*What is being asked*: Search the records below for the word "StageFinished", then return every line where it appears.

Collected data:
☆ ☆ ☆ ☆ ☆ ☆ ☆

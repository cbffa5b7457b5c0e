//! Workflow events and their observers.
//!
//! The engine reports progress through an injected [`Observer`]; nothing in
//! the workflow holds a global client. [`LangfuseObserver`] forwards events to
//! a Langfuse server as ingestion batches on a background task.

use std::sync::{Arc, Mutex};
use std::time::Duration;

use chrono::{DateTime, Utc};
use serde_json::{Value, json};
use tokio::sync::mpsc;
use tokio::task::JoinHandle;
use tracing::{debug, info, warn};
use url::Url;
use uuid::Uuid;

use specextract_shared::{LangfuseSettings, Result, SpecExtractError};

use crate::graph::{GraphMode, StageId};
use crate::swarm::{AgentRole, RefinementStatus};

/// Something that happened during a run.
#[derive(Debug, Clone, PartialEq)]
pub enum WorkflowEvent {
    RunStarted {
        run_id: Uuid,
        document: String,
        mode: GraphMode,
        model: String,
    },
    StageStarted {
        run_id: Uuid,
        stage: StageId,
    },
    StageFinished {
        run_id: Uuid,
        stage: StageId,
        elapsed: Duration,
        error: Option<String>,
    },
    SwarmTurn {
        run_id: Uuid,
        session_id: String,
        role: AgentRole,
        turn: u32,
        handoff: bool,
    },
    RefinementFinished {
        run_id: Uuid,
        session_id: String,
        status: RefinementStatus,
        turns: u32,
    },
    RunFinished {
        run_id: Uuid,
        document: String,
        elapsed: Duration,
        error: Option<String>,
    },
}

impl WorkflowEvent {
    pub fn run_id(&self) -> Uuid {
        match self {
            Self::RunStarted { run_id, .. }
            | Self::StageStarted { run_id, .. }
            | Self::StageFinished { run_id, .. }
            | Self::SwarmTurn { run_id, .. }
            | Self::RefinementFinished { run_id, .. }
            | Self::RunFinished { run_id, .. } => *run_id,
        }
    }
}

/// Receives workflow events. Must not block.
pub trait Observer: Send + Sync {
    fn on_event(&self, event: &WorkflowEvent);
}

/// No-op observer for headless/test usage.
pub struct SilentObserver;

impl Observer for SilentObserver {
    fn on_event(&self, _event: &WorkflowEvent) {}
}

/// Forwards every event to each inner observer in order.
#[derive(Default, Clone)]
pub struct FanoutObserver {
    observers: Vec<Arc<dyn Observer>>,
}

impl FanoutObserver {
    pub fn new() -> Self {
        Self::default()
    }

    pub fn with(mut self, observer: Arc<dyn Observer>) -> Self {
        self.observers.push(observer);
        self
    }

    pub fn len(&self) -> usize {
        self.observers.len()
    }

    pub fn is_empty(&self) -> bool {
        self.observers.is_empty()
    }
}

impl Observer for FanoutObserver {
    fn on_event(&self, event: &WorkflowEvent) {
        for observer in &self.observers {
            observer.on_event(event);
        }
    }
}

/// Collects events in memory.
#[derive(Default)]
pub struct RecordingObserver {
    events: Mutex<Vec<WorkflowEvent>>,
}

impl RecordingObserver {
    pub fn events(&self) -> Vec<WorkflowEvent> {
        self.events.lock().map(|e| e.clone()).unwrap_or_default()
    }
}

impl Observer for RecordingObserver {
    fn on_event(&self, event: &WorkflowEvent) {
        if let Ok(mut events) = self.events.lock() {
            events.push(event.clone());
        }
    }
}

// ---------------------------------------------------------------------------
// Langfuse
// ---------------------------------------------------------------------------

const MAX_BATCH: usize = 50;

/// Ships events to Langfuse's public ingestion API.
pub struct LangfuseObserver {
    tx: Mutex<Option<mpsc::UnboundedSender<(DateTime<Utc>, WorkflowEvent)>>>,
    task: Mutex<Option<JoinHandle<()>>>,
}

#[derive(Clone)]
struct LangfuseClient {
    client: reqwest::Client,
    settings: LangfuseSettings,
}

impl LangfuseClient {
    fn new(settings: LangfuseSettings) -> Result<Self> {
        let client = reqwest::Client::builder()
            .user_agent(concat!("specextract/", env!("CARGO_PKG_VERSION")))
            .timeout(Duration::from_secs(10))
            .build()
            .map_err(|e| SpecExtractError::Network(format!("failed to build HTTP client: {e}")))?;
        Ok(Self { client, settings })
    }

    fn endpoint(&self, path: &str) -> Result<Url> {
        self.settings
            .host
            .join(path)
            .map_err(|e| SpecExtractError::config(format!("invalid Langfuse host: {e}")))
    }

    async fn auth_check(&self) -> Result<bool> {
        let url = self.endpoint("/api/public/projects")?;
        let response = self
            .client
            .get(url)
            .basic_auth(&self.settings.public_key, Some(&self.settings.secret_key))
            .send()
            .await
            .map_err(|e| SpecExtractError::Network(format!("Langfuse auth check failed: {e}")))?;
        Ok(response.status().is_success())
    }

    async fn ingest(&self, batch: Vec<Value>) -> Result<()> {
        let url = self.endpoint("/api/public/ingestion")?;
        let response = self
            .client
            .post(url)
            .basic_auth(&self.settings.public_key, Some(&self.settings.secret_key))
            .json(&json!({ "batch": batch }))
            .send()
            .await
            .map_err(|e| SpecExtractError::Network(format!("Langfuse ingestion failed: {e}")))?;

        let status = response.status();
        if !status.is_success() {
            return Err(SpecExtractError::Network(format!(
                "Langfuse ingestion returned HTTP {status}"
            )));
        }
        Ok(())
    }
}

impl LangfuseObserver {
    /// Spawn the background sender. Requires a running tokio runtime.
    pub fn spawn(settings: LangfuseSettings) -> Result<Self> {
        let client = LangfuseClient::new(settings)?;
        let (tx, rx) = mpsc::unbounded_channel();
        let task = tokio::spawn(forward_events(client, rx));
        Ok(Self {
            tx: Mutex::new(Some(tx)),
            task: Mutex::new(Some(task)),
        })
    }

    /// Verify the configured keys. Never fails processing: the result is
    /// only logged by callers.
    pub async fn auth_check(settings: &LangfuseSettings) -> Result<bool> {
        LangfuseClient::new(settings.clone())?.auth_check().await
    }

    /// Stop accepting events and wait until everything queued was sent.
    pub async fn shutdown(&self) {
        if let Ok(mut tx) = self.tx.lock() {
            tx.take();
        }
        let task = self.task.lock().ok().and_then(|mut t| t.take());
        if let Some(task) = task {
            if let Err(e) = task.await {
                warn!(error = %e, "Langfuse forwarder task failed");
            }
        }
    }
}

impl Observer for LangfuseObserver {
    fn on_event(&self, event: &WorkflowEvent) {
        if let Ok(tx) = self.tx.lock() {
            if let Some(tx) = tx.as_ref() {
                let _ = tx.send((Utc::now(), event.clone()));
            }
        }
    }
}

async fn forward_events(
    client: LangfuseClient,
    mut rx: mpsc::UnboundedReceiver<(DateTime<Utc>, WorkflowEvent)>,
) {
    while let Some(first) = rx.recv().await {
        let mut batch = Vec::new();
        batch.extend(ingestion_entry(first.0, &first.1));
        while batch.len() < MAX_BATCH {
            match rx.try_recv() {
                Ok((at, event)) => batch.extend(ingestion_entry(at, &event)),
                Err(_) => break,
            }
        }
        if batch.is_empty() {
            continue;
        }

        let count = batch.len();
        match client.ingest(batch).await {
            Ok(()) => debug!(count, "sent Langfuse batch"),
            Err(e) => warn!(error = %e, count, "dropping Langfuse batch"),
        }
    }
    info!("Langfuse forwarder stopped");
}

/// Map one event to a Langfuse ingestion entry. Stage starts are folded into
/// the span written when the stage finishes.
fn ingestion_entry(at: DateTime<Utc>, event: &WorkflowEvent) -> Option<Value> {
    let timestamp = at.to_rfc3339();
    let trace_id = event.run_id().to_string();

    let (kind, body) = match event {
        WorkflowEvent::RunStarted {
            document,
            mode,
            model,
            ..
        } => (
            "trace-create",
            json!({
                "id": trace_id,
                "name": "process_document",
                "timestamp": timestamp,
                "input": { "document": document },
                "metadata": { "mode": mode.to_string(), "model": model },
            }),
        ),
        WorkflowEvent::StageStarted { .. } => return None,
        WorkflowEvent::StageFinished {
            stage,
            elapsed,
            error,
            ..
        } => {
            let start = at - chrono::Duration::from_std(*elapsed).unwrap_or(chrono::Duration::zero());
            let mut body = json!({
                "id": Uuid::now_v7().to_string(),
                "traceId": trace_id,
                "name": stage.as_str(),
                "startTime": start.to_rfc3339(),
                "endTime": timestamp,
            });
            if let Some(error) = error {
                body["level"] = json!("ERROR");
                body["statusMessage"] = json!(error);
            }
            ("span-create", body)
        }
        WorkflowEvent::SwarmTurn {
            session_id,
            role,
            turn,
            handoff,
            ..
        } => (
            "event-create",
            json!({
                "id": Uuid::now_v7().to_string(),
                "traceId": trace_id,
                "name": "swarm_turn",
                "startTime": timestamp,
                "metadata": {
                    "session_id": session_id,
                    "role": role.as_str(),
                    "turn": turn,
                    "handoff": handoff,
                },
            }),
        ),
        WorkflowEvent::RefinementFinished {
            session_id,
            status,
            turns,
            ..
        } => {
            let level = match status {
                RefinementStatus::Exhausted => "WARNING",
                RefinementStatus::Converged => "DEFAULT",
            };
            (
                "event-create",
                json!({
                    "id": Uuid::now_v7().to_string(),
                    "traceId": trace_id,
                    "name": "refinement_finished",
                    "startTime": timestamp,
                    "level": level,
                    "metadata": {
                        "session_id": session_id,
                        "status": status.as_str(),
                        "turns": turns,
                    },
                }),
            )
        }
        WorkflowEvent::RunFinished {
            document,
            elapsed,
            error,
            ..
        } => (
            "trace-create",
            json!({
                "id": trace_id,
                "name": "process_document",
                "timestamp": timestamp,
                "output": {
                    "document": document,
                    "ok": error.is_none(),
                    "error": error,
                    "elapsed_ms": elapsed.as_millis() as u64,
                },
            }),
        ),
    };

    Some(json!({
        "id": Uuid::now_v7().to_string(),
        "type": kind,
        "timestamp": timestamp,
        "body": body,
    }))
}

#[cfg(test)]
mod tests {
    use super::*;
    use wiremock::matchers::{header_exists, method, path};
    use wiremock::{Mock, MockServer, ResponseTemplate};

    fn settings(host: &str) -> LangfuseSettings {
        LangfuseSettings {
            public_key: "pk-test".into(),
            secret_key: "sk-test".into(),
            host: Url::parse(host).unwrap(),
        }
    }

    fn started(run_id: Uuid) -> WorkflowEvent {
        WorkflowEvent::RunStarted {
            run_id,
            document: "spec.html".into(),
            mode: GraphMode::Direct,
            model: "m".into(),
        }
    }

    #[test]
    fn fanout_reaches_every_observer() {
        let a = Arc::new(RecordingObserver::default());
        let b = Arc::new(RecordingObserver::default());
        let fanout = FanoutObserver::new().with(a.clone()).with(b.clone());
        assert_eq!(fanout.len(), 2);

        fanout.on_event(&started(Uuid::now_v7()));
        assert_eq!(a.events().len(), 1);
        assert_eq!(b.events().len(), 1);
    }

    #[test]
    fn stage_span_carries_error_level() {
        let run_id = Uuid::now_v7();
        let entry = ingestion_entry(
            Utc::now(),
            &WorkflowEvent::StageFinished {
                run_id,
                stage: StageId::Extract,
                elapsed: Duration::from_millis(1500),
                error: Some("schema validation error: bad".into()),
            },
        )
        .unwrap();
        assert_eq!(entry["type"], "span-create");
        assert_eq!(entry["body"]["traceId"], run_id.to_string());
        assert_eq!(entry["body"]["name"], "extract");
        assert_eq!(entry["body"]["level"], "ERROR");
    }

    #[test]
    fn stage_start_is_not_sent() {
        let event = WorkflowEvent::StageStarted {
            run_id: Uuid::now_v7(),
            stage: StageId::Validate,
        };
        assert!(ingestion_entry(Utc::now(), &event).is_none());
    }

    #[tokio::test]
    async fn auth_check_reports_status() {
        let server = MockServer::start().await;
        Mock::given(method("GET"))
            .and(path("/api/public/projects"))
            .and(header_exists("authorization"))
            .respond_with(ResponseTemplate::new(200).set_body_json(json!({ "data": [] })))
            .mount(&server)
            .await;

        assert!(LangfuseObserver::auth_check(&settings(&server.uri())).await.unwrap());
    }

    #[tokio::test]
    async fn auth_check_rejected_keys() {
        let server = MockServer::start().await;
        Mock::given(method("GET"))
            .and(path("/api/public/projects"))
            .respond_with(ResponseTemplate::new(401))
            .mount(&server)
            .await;

        assert!(!LangfuseObserver::auth_check(&settings(&server.uri())).await.unwrap());
    }

    #[tokio::test]
    async fn events_are_flushed_on_shutdown() {
        let server = MockServer::start().await;
        Mock::given(method("POST"))
            .and(path("/api/public/ingestion"))
            .respond_with(ResponseTemplate::new(207).set_body_json(json!({ "successes": [], "errors": [] })))
            .mount(&server)
            .await;

        let observer = LangfuseObserver::spawn(settings(&server.uri())).unwrap();
        let run_id = Uuid::now_v7();
        observer.on_event(&started(run_id));
        observer.on_event(&WorkflowEvent::RunFinished {
            run_id,
            document: "spec.html".into(),
            elapsed: Duration::from_millis(10),
            error: None,
        });
        observer.shutdown().await;

        let requests = server.received_requests().await.unwrap();
        let entries: usize = requests
            .iter()
            .map(|r| {
                let body: Value = serde_json::from_slice(&r.body).unwrap();
                body["batch"].as_array().unwrap().len()
            })
            .sum();
        assert_eq!(entries, 2);

        // Events after shutdown are dropped silently
        observer.on_event(&started(run_id));
    }
}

☆ ☆ ☆ ☆ ☆ ☆ ☆

*Exercise result*:
    StageFinished {
            | Self::StageFinished { run_id, .. }
        WorkflowEvent::StageFinished {
            &WorkflowEvent::StageFinished {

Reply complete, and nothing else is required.